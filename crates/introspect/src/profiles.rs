//! Response bodies for each profile, derived from probe snapshots.

use chrono::{DateTime, Utc};
use menagerie_core::{EntitySnapshot, ProbeSnapshot};
use serde::{Deserialize, Serialize};
use std::time::Duration;

use crate::memory::ProcessMemory;

/// One entry in the profile index.
#[derive(Debug, Clone, PartialEq, Eq, Serialize, Deserialize)]
pub struct ProfileSummary {
    pub name: String,
    pub path: String,
    /// Total recorded events of this kind so far
    pub events: u64,
}

/// Body of `GET /debug/probes/`.
#[derive(Debug, Clone, PartialEq, Eq, Serialize, Deserialize)]
pub struct IndexResponse {
    pub started_at: DateTime<Utc>,
    pub uptime_secs: u64,
    pub cycles: u64,
    pub animals: Vec<String>,
    pub profiles: Vec<ProfileSummary>,
}

fn total(snapshot: &ProbeSnapshot, counter: impl Fn(&EntitySnapshot) -> u64) -> u64 {
    snapshot
        .all_entities()
        .map(counter)
        .fold(0, u64::saturating_add)
}

impl IndexResponse {
    #[must_use]
    pub fn from_snapshot(snapshot: &ProbeSnapshot) -> Self {
        let profiles = [
            ("cpu", total(snapshot, |e| e.busy_nanos)),
            ("heap", total(snapshot, |e| e.alloc_objects)),
            ("tasks", total(snapshot, |e| e.tasks_spawned)),
            ("mutex", total(snapshot, |e| e.contentions)),
            ("block", total(snapshot, |e| e.block_events)),
            ("lifecycle", total(snapshot, |e| e.lives)),
        ]
        .into_iter()
        .map(|(name, events)| ProfileSummary {
            name: name.to_string(),
            path: format!("/debug/probes/{name}"),
            events,
        })
        .collect();

        Self {
            started_at: snapshot.started_at,
            uptime_secs: snapshot.uptime_secs,
            cycles: snapshot.cycles,
            animals: snapshot.entities.iter().map(|e| e.name.clone()).collect(),
            profiles,
        }
    }
}

#[derive(Debug, Clone, PartialEq, Serialize, Deserialize)]
pub struct CpuSample {
    pub name: String,
    pub busy_nanos: u64,
    /// Fraction of the window this animal spent busy
    pub busy_share: f64,
}

/// Body of `GET /debug/probes/cpu`: busy time gained over a window.
#[derive(Debug, Clone, PartialEq, Serialize, Deserialize)]
pub struct CpuProfile {
    pub window_secs: u64,
    pub taken_at: DateTime<Utc>,
    pub total_busy_nanos: u64,
    pub entities: Vec<CpuSample>,
}

impl CpuProfile {
    /// Busy time accrued between two snapshots of the same probes.
    #[must_use]
    #[allow(clippy::cast_precision_loss)] // shares are for display
    pub fn between(before: &ProbeSnapshot, after: &ProbeSnapshot, window: Duration) -> Self {
        let window_nanos = window.as_nanos() as f64;
        let entities: Vec<CpuSample> = after
            .all_entities()
            .zip(before.all_entities())
            .map(|(later, earlier)| {
                let busy_nanos = later.busy_nanos.saturating_sub(earlier.busy_nanos);
                CpuSample {
                    name: later.name.clone(),
                    busy_nanos,
                    busy_share: if window_nanos > 0.0 {
                        busy_nanos as f64 / window_nanos
                    } else {
                        0.0
                    },
                }
            })
            .collect();

        Self {
            window_secs: window.as_secs(),
            taken_at: after.taken_at,
            total_busy_nanos: entities
                .iter()
                .map(|s| s.busy_nanos)
                .fold(0, u64::saturating_add),
            entities,
        }
    }
}

#[derive(Debug, Clone, PartialEq, Eq, Serialize, Deserialize)]
pub struct HeapSample {
    pub name: String,
    pub alloc_bytes: u64,
    pub alloc_objects: u64,
    pub retained_bytes: u64,
}

/// Body of `GET /debug/probes/heap`.
#[derive(Debug, Clone, PartialEq, Eq, Serialize, Deserialize)]
pub struct HeapProfile {
    pub taken_at: DateTime<Utc>,
    pub entities: Vec<HeapSample>,
    /// Absent where `/proc` is unavailable
    pub process: Option<ProcessMemory>,
}

impl HeapProfile {
    #[must_use]
    pub fn from_snapshot(snapshot: &ProbeSnapshot, process: Option<ProcessMemory>) -> Self {
        Self {
            taken_at: snapshot.taken_at,
            entities: snapshot
                .all_entities()
                .map(|e| HeapSample {
                    name: e.name.clone(),
                    alloc_bytes: e.alloc_bytes,
                    alloc_objects: e.alloc_objects,
                    retained_bytes: e.retained_bytes,
                })
                .collect(),
            process,
        }
    }
}

#[derive(Debug, Clone, PartialEq, Eq, Serialize, Deserialize)]
pub struct TaskSample {
    pub name: String,
    pub spawned: u64,
    pub live: u64,
}

/// Body of `GET /debug/probes/tasks`.
#[derive(Debug, Clone, PartialEq, Eq, Serialize, Deserialize)]
pub struct TaskProfile {
    pub taken_at: DateTime<Utc>,
    pub total_live: u64,
    pub entities: Vec<TaskSample>,
}

impl TaskProfile {
    #[must_use]
    pub fn from_snapshot(snapshot: &ProbeSnapshot) -> Self {
        Self {
            taken_at: snapshot.taken_at,
            total_live: total(snapshot, |e| e.tasks_live),
            entities: snapshot
                .all_entities()
                .map(|e| TaskSample {
                    name: e.name.clone(),
                    spawned: e.tasks_spawned,
                    live: e.tasks_live,
                })
                .collect(),
        }
    }
}

#[derive(Debug, Clone, PartialEq, Eq, Serialize, Deserialize)]
pub struct ContentionSample {
    pub name: String,
    pub contentions: u64,
    pub wait_nanos: u64,
}

/// Body of `GET /debug/probes/mutex`.
#[derive(Debug, Clone, PartialEq, Eq, Serialize, Deserialize)]
pub struct MutexProfile {
    pub taken_at: DateTime<Utc>,
    pub sampling_fraction: u32,
    pub entities: Vec<ContentionSample>,
}

impl MutexProfile {
    #[must_use]
    pub fn from_snapshot(snapshot: &ProbeSnapshot) -> Self {
        Self {
            taken_at: snapshot.taken_at,
            sampling_fraction: snapshot.sampling.mutex_fraction,
            entities: snapshot
                .all_entities()
                .map(|e| ContentionSample {
                    name: e.name.clone(),
                    contentions: e.contentions,
                    wait_nanos: e.contention_nanos,
                })
                .collect(),
        }
    }
}

#[derive(Debug, Clone, PartialEq, Eq, Serialize, Deserialize)]
pub struct BlockSample {
    pub name: String,
    pub events: u64,
    pub blocked_nanos: u64,
}

/// Body of `GET /debug/probes/block`.
#[derive(Debug, Clone, PartialEq, Eq, Serialize, Deserialize)]
pub struct BlockProfile {
    pub taken_at: DateTime<Utc>,
    pub sampling_rate_nanos: u64,
    pub entities: Vec<BlockSample>,
}

impl BlockProfile {
    #[must_use]
    pub fn from_snapshot(snapshot: &ProbeSnapshot) -> Self {
        Self {
            taken_at: snapshot.taken_at,
            sampling_rate_nanos: snapshot.sampling.block_rate_nanos,
            entities: snapshot
                .all_entities()
                .map(|e| BlockSample {
                    name: e.name.clone(),
                    events: e.block_events,
                    blocked_nanos: e.blocked_nanos,
                })
                .collect(),
        }
    }
}

#[derive(Debug, Clone, PartialEq, Eq, Serialize, Deserialize)]
pub struct LifeSample {
    pub name: String,
    pub lives: u64,
}

/// Body of `GET /debug/probes/lifecycle`.
#[derive(Debug, Clone, PartialEq, Eq, Serialize, Deserialize)]
pub struct LifecycleProfile {
    pub taken_at: DateTime<Utc>,
    pub uptime_secs: u64,
    pub cycles: u64,
    pub entities: Vec<LifeSample>,
}

impl LifecycleProfile {
    #[must_use]
    pub fn from_snapshot(snapshot: &ProbeSnapshot) -> Self {
        Self {
            taken_at: snapshot.taken_at,
            uptime_secs: snapshot.uptime_secs,
            cycles: snapshot.cycles,
            entities: snapshot
                .entities
                .iter()
                .map(|e| LifeSample {
                    name: e.name.clone(),
                    lives: e.lives,
                })
                .collect(),
        }
    }
}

**The problem**
The word "Option" occurs on some lines of the data. Give the number of those lines only.

**Task solution**
2